Selepas Pati hingga Semarang, aku dielu-elukan sebagai putri rampasan. Dari Rawapening hingga Desa Taji, orang-orang meneriakiku sebagai daging siap saji. "Duh! Betapa brengsek cara mereka memandang wanita."
 /10/
Di balairung Mataram yang dihadiri para punggawa, aku dihadapkan pada Prabu Pandhita Hanyakrakusuma. Raja agung yang menjadi kiblat raja-raja tanah Jawa. Raja agung yang diliputi kewibawaan Brahma, kearifan Wisnu, keperkasaan Siwa.

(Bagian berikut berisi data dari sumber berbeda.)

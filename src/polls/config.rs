//! Poll Types
//!
//! Shared types for the poll engine: creation requests, stored metadata,
//! inbound actions, and the poll error taxonomy.

use crate::config::PollSettings;
use serde::{Deserialize, Serialize};

use super::store::StoreError;

/// Errors produced by the poll engine.
///
/// All variants are scoped to a single poll or a single actor; none of
/// them is fatal to the host process.
#[derive(Debug, thiserror::Error)]
pub enum PollError {
    /// Rejected at the boundary before anything reaches the store.
    #[error("invalid poll: {0}")]
    Validation(String),

    /// The submitting user is inside the vote cooldown window.
    #[error("voting too fast, try again shortly")]
    RateLimited,

    /// No metadata for this poll id (never existed, expired, or deleted).
    #[error("poll not found")]
    PollNotFound,

    /// The poll's end time has passed or termination has begun.
    #[error("poll is closed to voting")]
    PollClosed,

    /// A second termination trigger lost the first-trigger-wins race.
    #[error("poll has already ended")]
    AlreadyEnded,

    /// The acting user is neither the creator nor a surface admin.
    #[error("not authorized to end this poll")]
    Unauthorized,

    /// The shared store could not be reached.
    #[error(transparent)]
    Store(#[from] StoreError),
}

/// Request to create a poll, as handed over by the presentation layer.
#[derive(Debug, Clone, Serialize, Deserialize)]
pub struct PollConfig {
    /// Poll title/question
    pub title: String,
    /// Channel the poll lives in
    pub channel_id: String,
    /// Guild/server the channel belongs to
    pub guild_id: String,
    /// User ID of poll creator
    pub created_by: String,
    /// Ordered option labels (2..=option ceiling, unique)
    pub options: Vec<String>,
    /// Auto-end after this many seconds (None = manual end only)
    #[serde(skip_serializing_if = "Option::is_none")]
    pub time_limit_secs: Option<u64>,
    /// Whether running counts are publicly visible before termination
    #[serde(default)]
    pub show_running_tally: bool,
}

impl PollConfig {
    /// Create a new poll request
    pub fn new(
        title: impl Into<String>,
        channel_id: impl Into<String>,
        guild_id: impl Into<String>,
        created_by: impl Into<String>,
    ) -> Self {
        Self {
            title: title.into(),
            channel_id: channel_id.into(),
            guild_id: guild_id.into(),
            created_by: created_by.into(),
            options: Vec::new(),
            time_limit_secs: None,
            show_running_tally: false,
        }
    }

    /// Set option labels
    pub fn with_options(mut self, options: Vec<impl Into<String>>) -> Self {
        self.options = options.into_iter().map(Into::into).collect();
        self
    }

    /// Set the auto-end time limit in seconds
    pub fn with_time_limit(mut self, seconds: u64) -> Self {
        self.time_limit_secs = Some(seconds);
        self
    }

    /// Make running counts publicly visible before termination
    pub fn show_running_tally(mut self, show: bool) -> Self {
        self.show_running_tally = show;
        self
    }

    /// Validate the request against the configured bounds.
    ///
    /// Runs synchronously at the boundary; a failing request never
    /// reaches the store.
    pub fn validate(&self, settings: &PollSettings) -> Result<(), PollError> {
        if self.title.trim().is_empty() {
            return Err(PollError::Validation("poll title is required".to_string()));
        }

        if self.options.len() < settings.min_options {
            return Err(PollError::Validation(format!(
                "poll must have at least {} options",
                settings.min_options
            )));
        }
        if self.options.len() > settings.max_options {
            return Err(PollError::Validation(format!(
                "poll cannot have more than {} options",
                settings.max_options
            )));
        }

        let mut seen = std::collections::HashSet::new();
        for option in &self.options {
            if option.trim().is_empty() {
                return Err(PollError::Validation(
                    "option labels cannot be empty".to_string(),
                ));
            }
            if !seen.insert(option.as_str()) {
                return Err(PollError::Validation(format!(
                    "duplicate option label: {}",
                    option
                )));
            }
        }

        if let Some(limit) = self.time_limit_secs {
            if limit < settings.min_time_limit_secs || limit > settings.max_time_limit_secs {
                return Err(PollError::Validation(format!(
                    "time limit must be between {} and {} seconds",
                    settings.min_time_limit_secs, settings.max_time_limit_secs
                )));
            }
        }

        Ok(())
    }
}

/// Stored poll metadata.
///
/// Option labels are unique and immutable after creation; only the
/// message id and the `ending` flag change over the poll's lifetime.
#[derive(Debug, Clone, Serialize, Deserialize)]
pub struct PollMeta {
    /// Globally unique poll ID
    pub id: String,
    /// Poll title/question
    pub title: String,
    /// Channel the poll lives in
    pub channel_id: String,
    /// Guild/server the channel belongs to
    pub guild_id: String,
    /// User ID of poll creator
    pub created_by: String,
    /// Ordered, immutable option labels
    pub options: Vec<String>,
    /// When poll was created (Unix ms)
    pub created_at: i64,
    /// When poll auto-ends (Unix ms, None = manual end only)
    #[serde(skip_serializing_if = "Option::is_none")]
    pub ends_at: Option<i64>,
    /// Whether running counts are publicly visible before termination
    #[serde(default)]
    pub show_running_tally: bool,
    /// ID of the public message currently displaying the poll
    #[serde(skip_serializing_if = "Option::is_none")]
    pub message_id: Option<String>,
    /// Set once termination has begun; never cleared
    #[serde(default)]
    pub ending: bool,
}

impl PollMeta {
    /// Build stored metadata from a validated creation request.
    pub fn from_config(id: impl Into<String>, config: &PollConfig) -> Self {
        let created_at = now_millis();
        Self {
            id: id.into(),
            title: config.title.clone(),
            channel_id: config.channel_id.clone(),
            guild_id: config.guild_id.clone(),
            created_by: config.created_by.clone(),
            options: config.options.clone(),
            created_at,
            ends_at: config
                .time_limit_secs
                .map(|secs| created_at + (secs as i64) * 1000),
            show_running_tally: config.show_running_tally,
            message_id: None,
            ending: false,
        }
    }

    /// Whether the configured end time has passed.
    pub fn is_past_end(&self) -> bool {
        match self.ends_at {
            Some(ends_at) => now_millis() > ends_at,
            None => false,
        }
    }

    /// Whether the poll still accepts votes.
    pub fn accepts_votes(&self) -> bool {
        !self.ending && !self.is_past_end()
    }

    /// Whether `option` is one of this poll's declared labels.
    pub fn has_option(&self, option: &str) -> bool {
        self.options.iter().any(|o| o == option)
    }
}

/// Inbound action from the presentation layer.
///
/// Closed set, validated at the boundary before reaching the core.
#[derive(Debug, Clone, Serialize, Deserialize)]
#[serde(tag = "action", rename_all = "snake_case")]
pub enum PollAction {
    /// Create a new poll
    CreatePoll { config: PollConfig },
    /// Cast or change a vote
    SubmitVote {
        poll_id: String,
        user_id: String,
        option: String,
    },
    /// End a poll before its timer fires
    ManualEnd { poll_id: String, user_id: String },
}

/// Get current time in milliseconds since Unix epoch
pub(crate) fn now_millis() -> i64 {
    chrono::Utc::now().timestamp_millis()
}

#[cfg(test)]
mod tests {
    use super::*;

    fn settings() -> PollSettings {
        PollSettings::default()
    }

    fn base_config() -> PollConfig {
        PollConfig::new("Favorite color?", "chan-1", "guild-1", "user-1")
            .with_options(vec!["Red", "Blue", "Green"])
    }

    #[test]
    fn test_validate_ok() {
        assert!(base_config().validate(&settings()).is_ok());
    }

    #[test]
    fn test_validate_empty_title() {
        let config =
            PollConfig::new("  ", "chan-1", "guild-1", "user-1").with_options(vec!["A", "B"]);
        let err = config.validate(&settings()).unwrap_err();
        assert!(err.to_string().contains("title"));
    }

    #[test]
    fn test_validate_too_few_options() {
        let config = base_config().with_options(vec!["Only one"]);
        let err = config.validate(&settings()).unwrap_err();
        assert!(err.to_string().contains("at least 2"));
    }

    #[test]
    fn test_validate_too_many_options() {
        let options: Vec<String> = (0..25).map(|i| format!("opt-{}", i)).collect();
        let config = base_config().with_options(options);
        let err = config.validate(&settings()).unwrap_err();
        assert!(err.to_string().contains("more than 24"));
    }

    #[test]
    fn test_validate_duplicate_options() {
        let config = base_config().with_options(vec!["A", "B", "A"]);
        let err = config.validate(&settings()).unwrap_err();
        assert!(err.to_string().contains("duplicate"));
    }

    #[test]
    fn test_validate_empty_option_label() {
        let config = base_config().with_options(vec!["A", " "]);
        assert!(config.validate(&settings()).is_err());
    }

    #[test]
    fn test_validate_time_limit_bounds() {
        let too_short = base_config().with_time_limit(5);
        assert!(too_short.validate(&settings()).is_err());

        let too_long = base_config().with_time_limit(7200);
        assert!(too_long.validate(&settings()).is_err());

        let ok = base_config().with_time_limit(600);
        assert!(ok.validate(&settings()).is_ok());
    }

    #[test]
    fn test_meta_from_config() {
        let config = base_config().with_time_limit(60).show_running_tally(true);
        let meta = PollMeta::from_config("poll-1", &config);

        assert_eq!(meta.id, "poll-1");
        assert_eq!(meta.options, vec!["Red", "Blue", "Green"]);
        assert_eq!(meta.ends_at, Some(meta.created_at + 60_000));
        assert!(meta.show_running_tally);
        assert!(!meta.ending);
        assert!(meta.accepts_votes());
    }

    #[test]
    fn test_meta_past_end() {
        let config = base_config().with_time_limit(60);
        let mut meta = PollMeta::from_config("poll-1", &config);
        assert!(!meta.is_past_end());

        meta.ends_at = Some(now_millis() - 1000);
        assert!(meta.is_past_end());
        assert!(!meta.accepts_votes());
    }

    #[test]
    fn test_meta_ending_blocks_votes() {
        let mut meta = PollMeta::from_config("poll-1", &base_config());
        assert!(meta.accepts_votes());
        meta.ending = true;
        assert!(!meta.accepts_votes());
    }

    #[test]
    fn test_action_serialization() {
        let action = PollAction::SubmitVote {
            poll_id: "poll-1".to_string(),
            user_id: "user-1".to_string(),
            option: "Red".to_string(),
        };
        let json = serde_json::to_string(&action).unwrap();
        assert!(json.contains("submit_vote"));

        let parsed: PollAction = serde_json::from_str(&json).unwrap();
        match parsed {
            PollAction::SubmitVote { option, .. } => assert_eq!(option, "Red"),
            other => panic!("unexpected action: {:?}", other),
        }
    }
}
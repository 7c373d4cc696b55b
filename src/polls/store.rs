//! Poll Store
//!
//! Abstraction over the shared, expiring key-value store that owns all
//! poll state: metadata, per-option voter sets, the per-user choice
//! index, and vote-cooldown markers. Every entry carries an expiry so
//! abandoned polls clean themselves up.
//!
//! The store is the only shared mutable resource in the subsystem; all
//! mutation goes through the vote processor or the lifecycle engine.

use super::config::PollMeta;
use async_trait::async_trait;
use parking_lot::Mutex;
use std::collections::HashMap;
use std::time::Duration;
use tokio::time::Instant;

/// Result type for store operations
pub type StoreResult<T> = Result<T, StoreError>;

/// Errors that can occur in store operations
#[derive(Debug, thiserror::Error)]
pub enum StoreError {
    #[error("store unavailable: {0}")]
    Unavailable(String),
}

/// Result of atomically applying a vote (see [`PollStore::apply_vote`]).
#[derive(Debug, Clone, PartialEq, Eq)]
pub enum VoteApplied {
    /// The transition ran. `previous` is the option the user held
    /// before this vote, if any.
    Applied { previous: Option<String> },
    /// The poll is absent or already ending; nothing was changed.
    Rejected,
}

/// Shared expiring store for poll state.
///
/// Conceptual key space: `poll:{id}:meta`, `poll:{id}:voters:{option}`,
/// `poll:{id}:choice`, `cooldown:vote:{user_id}`. All operations are
/// async I/O against the shared store; none holds a lock across an
/// await point.
#[async_trait]
pub trait PollStore: Send + Sync {
    /// Write metadata and empty voter sets for a new poll. `expiry`
    /// bounds the lifetime of every key belonging to this poll.
    async fn create_poll(&self, meta: PollMeta, expiry: Duration) -> StoreResult<()>;

    /// Fetch metadata. `None` covers never-existed, expired, and deleted.
    async fn get_meta(&self, poll_id: &str) -> StoreResult<Option<PollMeta>>;

    /// Record the public message currently displaying the poll.
    async fn set_message_id(&self, poll_id: &str, message_id: &str) -> StoreResult<()>;

    /// Conditionally set the `ending` flag. Returns `true` only for the
    /// caller that actually flipped it; a racing second caller gets
    /// `false`. This is the first-trigger-wins termination guard.
    async fn mark_ending(&self, poll_id: &str) -> StoreResult<bool>;

    /// Add a user to an option's voter set (no-op if already present).
    async fn add_voter(&self, poll_id: &str, option: &str, user_id: &str) -> StoreResult<()>;

    /// Remove a user from an option's voter set (no-op if absent).
    async fn remove_voter(&self, poll_id: &str, option: &str, user_id: &str) -> StoreResult<()>;

    /// Current size of an option's voter set.
    async fn voter_count(&self, poll_id: &str, option: &str) -> StoreResult<usize>;

    /// Members of an option's voter set, in insertion order.
    async fn voters(&self, poll_id: &str, option: &str) -> StoreResult<Vec<String>>;

    /// The option a user currently has selected, if any.
    async fn user_choice(&self, poll_id: &str, user_id: &str) -> StoreResult<Option<String>>;

    /// Record a user's current selection in the choice index.
    async fn set_user_choice(&self, poll_id: &str, user_id: &str, option: &str)
        -> StoreResult<()>;

    /// Atomically move a user onto `option`: read their current choice,
    /// remove them from the old option's voter set, add them to the new
    /// one, and update the choice index, as one transaction. No
    /// concurrent reader can observe a partial application, and two
    /// submissions by the same user serialize here (later one wins).
    ///
    /// The `ending` flag is re-checked inside the same transaction, so
    /// a submission racing a termination cannot land after the final
    /// tally; it observes [`VoteApplied::Rejected`] instead.
    ///
    /// On success, returns the user's previous choice. A repeat of the
    /// same option changes nothing and reports `previous == Some(option)`.
    async fn apply_vote(
        &self,
        poll_id: &str,
        user_id: &str,
        option: &str,
    ) -> StoreResult<VoteApplied>;

    /// Remove metadata, all voter sets, and the choice index.
    /// Idempotent: deleting an absent poll is a no-op.
    async fn delete_poll(&self, poll_id: &str) -> StoreResult<()>;

    /// Claim the per-user vote cooldown slot. Returns `true` if the
    /// marker was created (the vote may proceed) or `false` if one is
    /// still live. The marker expires on its own after `ttl`.
    async fn acquire_vote_cooldown(&self, user_id: &str, ttl: Duration) -> StoreResult<bool>;
}

/// All state belonging to one poll, expiring as a unit.
#[derive(Debug)]
struct PollRecord {
    meta: PollMeta,
    /// option label -> voter user ids, insertion order, set semantics
    voters: HashMap<String, Vec<String>>,
    /// user id -> currently selected option label
    choices: HashMap<String, String>,
    expires_at: Instant,
}

/// In-process implementation of [`PollStore`].
///
/// Expiry is enforced lazily: any access to an expired record evicts it
/// first, so callers observe the same "absent" they would get from a
/// TTL-based external store.
#[derive(Debug, Default)]
pub struct MemoryPollStore {
    polls: Mutex<HashMap<String, PollRecord>>,
    cooldowns: Mutex<HashMap<String, Instant>>,
}

impl MemoryPollStore {
    /// Create a new empty store
    pub fn new() -> Self {
        Self::default()
    }

    /// Run `f` over the live record for `poll_id`, evicting it first if
    /// its expiry has passed.
    fn with_live<T>(&self, poll_id: &str, f: impl FnOnce(&mut PollRecord) -> T) -> Option<T> {
        let mut polls = self.polls.lock();
        let expired = polls
            .get(poll_id)
            .map(|r| r.expires_at <= Instant::now())
            .unwrap_or(false);
        if expired {
            polls.remove(poll_id);
            return None;
        }
        polls.get_mut(poll_id).map(f)
    }
}

#[async_trait]
impl PollStore for MemoryPollStore {
    async fn create_poll(&self, meta: PollMeta, expiry: Duration) -> StoreResult<()> {
        let mut voters = HashMap::new();
        for option in &meta.options {
            voters.insert(option.clone(), Vec::new());
        }
        let now = Instant::now();
        let record = PollRecord {
            meta: meta.clone(),
            voters,
            choices: HashMap::new(),
            expires_at: now + expiry,
        };
        let mut polls = self.polls.lock();
        // Lazy eviction only fires on access; sweep the rest here so
        // records nobody reads again do not accumulate.
        polls.retain(|_, r| r.expires_at > now);
        polls.insert(meta.id, record);
        Ok(())
    }

    async fn get_meta(&self, poll_id: &str) -> StoreResult<Option<PollMeta>> {
        Ok(self.with_live(poll_id, |r| r.meta.clone()))
    }

    async fn set_message_id(&self, poll_id: &str, message_id: &str) -> StoreResult<()> {
        self.with_live(poll_id, |r| {
            r.meta.message_id = Some(message_id.to_string());
        });
        Ok(())
    }

    async fn mark_ending(&self, poll_id: &str) -> StoreResult<bool> {
        Ok(self
            .with_live(poll_id, |r| {
                if r.meta.ending {
                    false
                } else {
                    r.meta.ending = true;
                    true
                }
            })
            .unwrap_or(false))
    }

    async fn add_voter(&self, poll_id: &str, option: &str, user_id: &str) -> StoreResult<()> {
        self.with_live(poll_id, |r| {
            let set = r.voters.entry(option.to_string()).or_default();
            if !set.iter().any(|u| u == user_id) {
                set.push(user_id.to_string());
            }
        });
        Ok(())
    }

    async fn remove_voter(&self, poll_id: &str, option: &str, user_id: &str) -> StoreResult<()> {
        self.with_live(poll_id, |r| {
            if let Some(set) = r.voters.get_mut(option) {
                set.retain(|u| u != user_id);
            }
        });
        Ok(())
    }

    async fn voter_count(&self, poll_id: &str, option: &str) -> StoreResult<usize> {
        Ok(self
            .with_live(poll_id, |r| {
                r.voters.get(option).map(|s| s.len()).unwrap_or(0)
            })
            .unwrap_or(0))
    }

    async fn voters(&self, poll_id: &str, option: &str) -> StoreResult<Vec<String>> {
        Ok(self
            .with_live(poll_id, |r| r.voters.get(option).cloned().unwrap_or_default())
            .unwrap_or_default())
    }

    async fn user_choice(&self, poll_id: &str, user_id: &str) -> StoreResult<Option<String>> {
        Ok(self
            .with_live(poll_id, |r| r.choices.get(user_id).cloned())
            .flatten())
    }

    async fn set_user_choice(
        &self,
        poll_id: &str,
        user_id: &str,
        option: &str,
    ) -> StoreResult<()> {
        self.with_live(poll_id, |r| {
            r.choices.insert(user_id.to_string(), option.to_string());
        });
        Ok(())
    }

    async fn apply_vote(
        &self,
        poll_id: &str,
        user_id: &str,
        option: &str,
    ) -> StoreResult<VoteApplied> {
        // The whole read-modify-write happens under the record lock, so
        // same-user submissions serialize and readers never see a user
        // in two voter sets.
        Ok(self
            .with_live(poll_id, |r| {
                if r.meta.ending {
                    return VoteApplied::Rejected;
                }
                let previous = r.choices.get(user_id).cloned();
                match previous.as_deref() {
                    Some(prev) if prev == option => {}
                    Some(prev) => {
                        if let Some(set) = r.voters.get_mut(prev) {
                            set.retain(|u| u != user_id);
                        }
                        let set = r.voters.entry(option.to_string()).or_default();
                        if !set.iter().any(|u| u == user_id) {
                            set.push(user_id.to_string());
                        }
                        r.choices.insert(user_id.to_string(), option.to_string());
                    }
                    None => {
                        let set = r.voters.entry(option.to_string()).or_default();
                        if !set.iter().any(|u| u == user_id) {
                            set.push(user_id.to_string());
                        }
                        r.choices.insert(user_id.to_string(), option.to_string());
                    }
                }
                VoteApplied::Applied { previous }
            })
            .unwrap_or(VoteApplied::Rejected))
    }

    async fn delete_poll(&self, poll_id: &str) -> StoreResult<()> {
        self.polls.lock().remove(poll_id);
        Ok(())
    }

    async fn acquire_vote_cooldown(&self, user_id: &str, ttl: Duration) -> StoreResult<bool> {
        let mut cooldowns = self.cooldowns.lock();
        let now = Instant::now();
        // Sweep spent markers so the map stays bounded by the set of
        // users active inside one cooldown window.
        cooldowns.retain(|_, deadline| *deadline > now);
        if cooldowns.contains_key(user_id) {
            return Ok(false);
        }
        cooldowns.insert(user_id.to_string(), now + ttl);
        Ok(true)
    }
}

Di naungan kekuasaan raja besar Mataram.Tak ada seucap kata tak ada seusik raga. Semuanya serupa anjing tanah yang terinjak kaki manusia. Tak ada yang menolak manakala sang brahmana-raja bersabda "Wiraguna! Jadikan Mendut sebagai bunga di puri katumenggungan!"
Dalam diam, jiwaku bergolak. Ingatanku kembali pada dongeng Rama dan Biyung
tentang rusa muda yang terlepas dari mulut singa, jatuh di mulut buaya Wiraguna, yang tersohor sebagai penakluk musuh dan hati wanita.
/11/
Di mataku, Wiraguna adalah pria sempurna yan menguasai lima perkara di dunia: Wisma, turangga, curiga, kukila, dan wanita. Lima wanita setia mendampinginya siang malam, sebagai batu asahan atas pisau hampir karatan. Puluhan gundik yang tersebar di pelosok desa, siaga sebagai tujuan wisata asmara.
Di mataku, Wiraguna terkesan sebagai pejantan perkasa. Nelayan yang mampu melintasi tujuh pulau dalam semalam hanya dengan perahu tua dan dayung seadanya. Namun, keperkasaannya tak akan dapat menaklukkan bukit karangku. Di mana puncaknya telah berkibar bendera kasih Kakang Pranacitra. Belahan jiwa yang tak akan terpisahkan dengan kemilaunya permata. Belahan hati yang tak akan terceraikan dengan ujung belati.